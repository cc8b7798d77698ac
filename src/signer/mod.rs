//! Signing-device protocol: a pure state machine per protocol unit.
//!
//! Every state renders one request (a 5-byte header `CLA, INS, P1, P2, Lc`
//! plus data) and parses one fixed-width little-endian response, yielding
//! the next state. The driver loop owns the transport; the machine itself
//! never blocks, which keeps the per-state logic testable without a
//! device.

pub mod transport;

pub use transport::{HidDevice, HidTransport, SignerTransport};

use crate::assembler::{KernelSigner, SignedParts, SignerContext};
use crate::error::{Error, Result};
use crate::mw::{hashed_scalar, range_proof, switch, BlindingFactor, HashTag, PublicKey, SecretKey, Signature};
use crate::rewind::Coin;
use crate::tx::{
    Input, Kernel, Output, OutputMessage, Reader, Tx, TxBody, TxOut, KERNEL_STEALTH_EXCESS_FEATURE,
};

pub const CLA: u8 = 0xEB;
pub const INS_GET_PUBLIC_KEY: u8 = 0x05;
pub const INS_CREATE_KERNEL: u8 = 0x06;
pub const INS_ADD_INPUT: u8 = 0x07;
pub const INS_ADD_OUTPUT: u8 = 0x08;
pub const INS_SIGN_OUTPUT: u8 = 0x09;
pub const INS_SIGN_KERNEL: u8 = 0x0A;

/// Continuation flag: more protocol units of this instruction follow.
pub const P2_MORE: u8 = 0x80;

fn header(ins: u8, p1: u8, p2: u8) -> Vec<u8> {
    vec![CLA, ins, p1, p2, 0]
}

fn push_hd_path(buf: &mut Vec<u8>, hd_path: &[u32]) {
    buf.push(hd_path.len() as u8);
    for part in hd_path {
        buf.extend_from_slice(&part.to_be_bytes());
    }
}

// ── Full-transaction session ────────────────────────────────────────

/// Everything the session needs up front, plus what it accumulates.
#[derive(Default)]
pub struct SignContext {
    pub hd_path: Vec<u32>,
    pub coins: Vec<Coin>,
    pub address_index: Vec<u32>,
    pub recipients: Vec<crate::assembler::Recipient>,
    pub fee: u64,
    pub pegin: u64,
    pub pegouts: Vec<TxOut>,
    pub lock_height: u32,

    inputs: Vec<Input>,
    outputs: Vec<Output>,
    /// Wallet views of the device-built outputs; output ids are filled
    /// once the device signs them.
    pub new_coins: Vec<Coin>,
    /// The assembled transaction, present once the machine terminates.
    pub tx: Option<Tx>,
}

/// The device protocol states. Transitions:
///
/// ```text
/// GetPublicKey → AddInput(0) | AddOutput(0) | InitKernel
/// AddInput(i)  → AddInput(i+1) | AddOutput(0) | InitKernel
/// AddOutput(i) → SignOutput(i)
/// SignOutput(i)→ AddOutput(i+1) | InitKernel
/// InitKernel   → AddPegout(0) | SignKernel
/// AddPegout(i) → AddPegout(i+1) | SignKernel
/// SignKernel   → terminal
/// ```
#[derive(Debug, Clone, Copy, PartialEq, Eq)]
pub enum TxState {
    GetPublicKey,
    AddInput(usize),
    AddOutput(usize),
    SignOutput(usize),
    InitKernel,
    AddPegout(usize),
    SignKernel,
}

impl TxState {
    /// Render this state's request. The driver patches the length byte.
    pub fn request(&self, ctx: &SignContext) -> Result<Vec<u8>> {
        match *self {
            TxState::GetPublicKey => {
                let mut buf = header(INS_GET_PUBLIC_KEY, 0, 0);
                push_hd_path(&mut buf, &ctx.hd_path);
                Ok(buf)
            }
            TxState::AddInput(i) => {
                let coin = &ctx.coins[i];
                let mut buf = header(INS_ADD_INPUT, 0, 0);
                buf.extend_from_slice(&coin.blind.0);
                buf.extend_from_slice(&coin.value.to_le_bytes());
                buf.extend_from_slice(&coin.output_id.0);
                buf.extend_from_slice(&(ctx.address_index[i] as u64).to_le_bytes());
                buf.extend_from_slice(&coin.shared_secret.0);
                Ok(buf)
            }
            TxState::AddOutput(i) => {
                let recipient = &ctx.recipients[i];
                let mut buf = header(INS_ADD_OUTPUT, 0, 0);
                buf.extend_from_slice(&recipient.value.to_le_bytes());
                buf.extend_from_slice(&recipient.address.scan.0);
                buf.extend_from_slice(&recipient.address.spend.0);
                Ok(buf)
            }
            TxState::SignOutput(i) => {
                let mut buf = header(INS_SIGN_OUTPUT, 0, 0);
                buf.extend_from_slice(&ctx.outputs[i].range_proof_hash);
                Ok(buf)
            }
            TxState::InitKernel => {
                let mut buf = header(INS_SIGN_KERNEL, 1, 0);
                buf.extend_from_slice(&ctx.fee.to_le_bytes());
                buf.extend_from_slice(&ctx.pegin.to_le_bytes());
                buf.extend_from_slice(&(ctx.pegouts.len() as u16).to_le_bytes());
                buf.extend_from_slice(&ctx.lock_height.to_le_bytes());
                Ok(buf)
            }
            TxState::AddPegout(i) => {
                let pegout = &ctx.pegouts[i];
                let mut buf = header(INS_SIGN_KERNEL, 0, 0);
                buf.extend_from_slice(&pegout.value.to_le_bytes());
                buf.push(pegout.script.len() as u8);
                buf.extend_from_slice(&pegout.script);
                Ok(buf)
            }
            TxState::SignKernel => Ok(vec![CLA, INS_SIGN_KERNEL, 0, 0, 0, 0]),
        }
    }

    /// Consume this state's response, mutate the context, and return the
    /// next state; `None` terminates the session.
    pub fn process(self, ctx: &mut SignContext, response: &[u8]) -> Result<Option<TxState>> {
        let mut r = Reader::new(response);
        match self {
            TxState::GetPublicKey => {
                if !ctx.coins.is_empty() {
                    Ok(Some(TxState::AddInput(0)))
                } else if !ctx.recipients.is_empty() {
                    Ok(Some(TxState::AddOutput(0)))
                } else {
                    Ok(Some(TxState::InitKernel))
                }
            }
            TxState::AddInput(i) => {
                ctx.inputs.push(Input {
                    features: r.u8()?,
                    output_id: crate::tx::OutputId(r.array()?),
                    commitment: crate::mw::Commitment(r.array()?),
                    input_pubkey: PublicKey(r.array()?),
                    output_pubkey: PublicKey(r.array()?),
                    signature: Signature(r.array()?),
                });
                if i + 1 < ctx.coins.len() {
                    Ok(Some(TxState::AddInput(i + 1)))
                } else if !ctx.recipients.is_empty() {
                    Ok(Some(TxState::AddOutput(0)))
                } else {
                    Ok(Some(TxState::InitKernel))
                }
            }
            TxState::AddOutput(i) => {
                let commitment = crate::mw::Commitment(r.array()?);
                let sender_pubkey = PublicKey(r.array()?);
                let receiver_pubkey = PublicKey(r.array()?);
                let message = OutputMessage {
                    features: r.u8()?,
                    key_exchange_pubkey: PublicKey(r.array()?),
                    view_tag: r.u8()?,
                    masked_value: r.u64_le()?,
                    masked_nonce: r.array()?,
                };
                let blind = BlindingFactor(r.array()?);
                let shared = SecretKey(r.array()?);

                let recipient = &ctx.recipients[i];
                let mut message_bytes = Vec::with_capacity(OutputMessage::SERIALIZED_SIZE);
                message.serialize(&mut message_bytes);
                // The proof is built host-side from the device's blind; its
                // nonce only needs to be deterministic for this output.
                let proof_nonce = hashed_scalar(HashTag::SendKey, &shared.0);
                let proof = range_proof(
                    recipient.value,
                    &switch(&blind, recipient.value)?,
                    &proof_nonce,
                    &message_bytes,
                )?;
                let range_proof_hash = *blake3::hash(&proof).as_bytes();
                ctx.outputs.push(Output {
                    commitment,
                    sender_pubkey,
                    receiver_pubkey,
                    message,
                    range_proof: proof,
                    range_proof_hash,
                    signature: Signature::default(),
                });
                ctx.new_coins.push(Coin {
                    blind,
                    value: recipient.value,
                    output_id: crate::tx::OutputId::default(),
                    address: recipient.address,
                    shared_secret: shared,
                    spend_key: None,
                });
                Ok(Some(TxState::SignOutput(i)))
            }
            TxState::SignOutput(i) => {
                ctx.outputs[i].signature = Signature(r.array()?);
                ctx.new_coins[i].output_id = ctx.outputs[i].id();
                if i + 1 < ctx.recipients.len() {
                    Ok(Some(TxState::AddOutput(i + 1)))
                } else {
                    Ok(Some(TxState::InitKernel))
                }
            }
            TxState::InitKernel => {
                if !ctx.pegouts.is_empty() {
                    Ok(Some(TxState::AddPegout(0)))
                } else {
                    Ok(Some(TxState::SignKernel))
                }
            }
            TxState::AddPegout(i) => {
                if i + 1 < ctx.pegouts.len() {
                    Ok(Some(TxState::AddPegout(i + 1)))
                } else {
                    Ok(Some(TxState::SignKernel))
                }
            }
            TxState::SignKernel => {
                let kernel_offset = BlindingFactor(r.array()?);
                let stealth_offset = BlindingFactor(r.array()?);
                let features = r.u8()?;
                let excess = crate::mw::Commitment(r.array()?);
                let stealth_excess = PublicKey(r.array()?);
                let signature = Signature(r.array()?);
                let mut body = TxBody {
                    inputs: std::mem::take(&mut ctx.inputs),
                    outputs: std::mem::take(&mut ctx.outputs),
                    kernels: vec![Kernel {
                        features,
                        fee: ctx.fee,
                        pegin: ctx.pegin,
                        pegouts: ctx.pegouts.clone(),
                        lock_height: ctx.lock_height,
                        excess,
                        stealth_excess,
                        signature,
                    }],
                };
                body.sort();
                ctx.tx = Some(Tx {
                    kernel_offset,
                    stealth_offset,
                    body,
                });
                Ok(None)
            }
        }
    }
}

/// Drive the state machine over a transport until the transaction is
/// assembled.
pub fn run_session(transport: &mut dyn SignerTransport, ctx: &mut SignContext) -> Result<()> {
    let mut state = TxState::GetPublicKey;
    loop {
        let mut request = state.request(ctx)?;
        request[4] = (request.len() - 5) as u8;
        let response = transport.exchange(&request)?;
        match state.process(ctx, &response)? {
            Some(next) => state = next,
            None => return Ok(()),
        }
    }
}

// ── Scan-key export ─────────────────────────────────────────────────

/// Ask the device for the wallet's scan secret and spend public key,
/// optionally requiring on-device address confirmation.
pub fn export_keys(
    transport: &mut dyn SignerTransport,
    hd_path: &[u32],
    confirm_address: bool,
) -> Result<(SecretKey, PublicKey)> {
    let mut request = header(INS_GET_PUBLIC_KEY, confirm_address as u8, 0);
    push_hd_path(&mut request, hd_path);
    request[4] = (request.len() - 5) as u8;
    let response = transport.exchange(&request)?;
    let mut r = Reader::new(&response);
    Ok((SecretKey(r.array()?), PublicKey(r.array()?)))
}

// ── Streamed kernel signing ─────────────────────────────────────────

/// [`KernelSigner`] that delegates input and kernel signing to the device
/// while the host builds the outputs. Used when the wallet holds no spend
/// secret.
pub struct HardwareKernelSigner<'a, T: SignerTransport> {
    transport: std::sync::Mutex<&'a mut T>,
    hd_path: Vec<u32>,
}

impl<'a, T: SignerTransport> HardwareKernelSigner<'a, T> {
    pub fn new(transport: &'a mut T, hd_path: Vec<u32>) -> HardwareKernelSigner<'a, T> {
        HardwareKernelSigner {
            transport: std::sync::Mutex::new(transport),
            hd_path,
        }
    }
}

impl<'a, T: SignerTransport> KernelSigner for HardwareKernelSigner<'a, T> {
    fn sign(&self, ctx: &SignerContext<'_>) -> Result<SignedParts> {
        let mut guard = self.transport.lock().expect("signer transport poisoned");
        let transport: &mut T = &mut **guard;

        // Init unit: session parameters plus the aggregate blinds.
        let mut request = header(INS_CREATE_KERNEL, 0, P2_MORE);
        push_hd_path(&mut request, &self.hd_path);
        request.extend_from_slice(&(ctx.coins.len() as u32).to_le_bytes());
        request.extend_from_slice(&ctx.output_key_sum.0);
        request.extend_from_slice(&ctx.kernel_excess.0);
        request[4] = (request.len() - 5) as u8;
        transport.exchange(&request)?;

        // One unit per coin; the device returns the signed input parts.
        let mut inputs = Vec::with_capacity(ctx.coins.len());
        for coin in ctx.coins {
            let spend_key = coin.spend_key.ok_or(Error::MissingSpendKey)?;
            let mut request = header(INS_CREATE_KERNEL, 1, 0);
            request.extend_from_slice(&coin.output_id.0);
            request.extend_from_slice(&coin.shared_secret.0);
            request.extend_from_slice(&spend_key.0);
            request[4] = (request.len() - 5) as u8;
            let response = transport.exchange(&request)?;
            let mut r = Reader::new(&response);
            inputs.push(Input {
                features: r.u8()?,
                output_id: crate::tx::OutputId(r.array()?),
                commitment: crate::mw::switch_commit(&coin.blind, coin.value)?,
                input_pubkey: PublicKey(r.array()?),
                output_pubkey: PublicKey(r.array()?),
                signature: Signature(r.array()?),
            });
        }

        // Kernel parameters, streamed in chunks with the continuation flag.
        let mut params = Vec::new();
        params.extend_from_slice(&ctx.fee.to_le_bytes());
        params.extend_from_slice(&ctx.pegin.to_le_bytes());
        params.extend_from_slice(&(ctx.pegouts.len() as u16).to_le_bytes());
        params.extend_from_slice(&ctx.lock_height.to_le_bytes());
        for pegout in &ctx.pegouts {
            pegout.serialize(&mut params);
        }
        let mut rest = params.as_slice();
        while rest.len() > 200 {
            let mut request = header(INS_CREATE_KERNEL, 2, P2_MORE);
            request.extend_from_slice(&rest[..200]);
            request[4] = 200;
            transport.exchange(&request)?;
            rest = &rest[200..];
        }
        let mut request = header(INS_CREATE_KERNEL, 2, 0);
        request.extend_from_slice(rest);
        request[4] = rest.len() as u8;
        let response = transport.exchange(&request)?;

        let mut r = Reader::new(&response);
        let stealth_offset = BlindingFactor(r.array()?);
        let features = r.u8()?;
        let stealth_excess = PublicKey(r.array()?);
        let signature = Signature(r.array()?);

        let kernel = Kernel {
            features: features | KERNEL_STEALTH_EXCESS_FEATURE,
            fee: ctx.fee,
            pegin: ctx.pegin,
            pegouts: ctx.pegouts.clone(),
            lock_height: ctx.lock_height,
            excess: crate::mw::commit(0, &ctx.kernel_excess)?,
            stealth_excess,
            signature,
        };
        Ok(SignedParts {
            inputs,
            kernel,
            stealth_offset,
        })
    }
}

Problem requirements -
I'd like the number of lines above that contain the word "process", and nothing besides that number.

Response -
2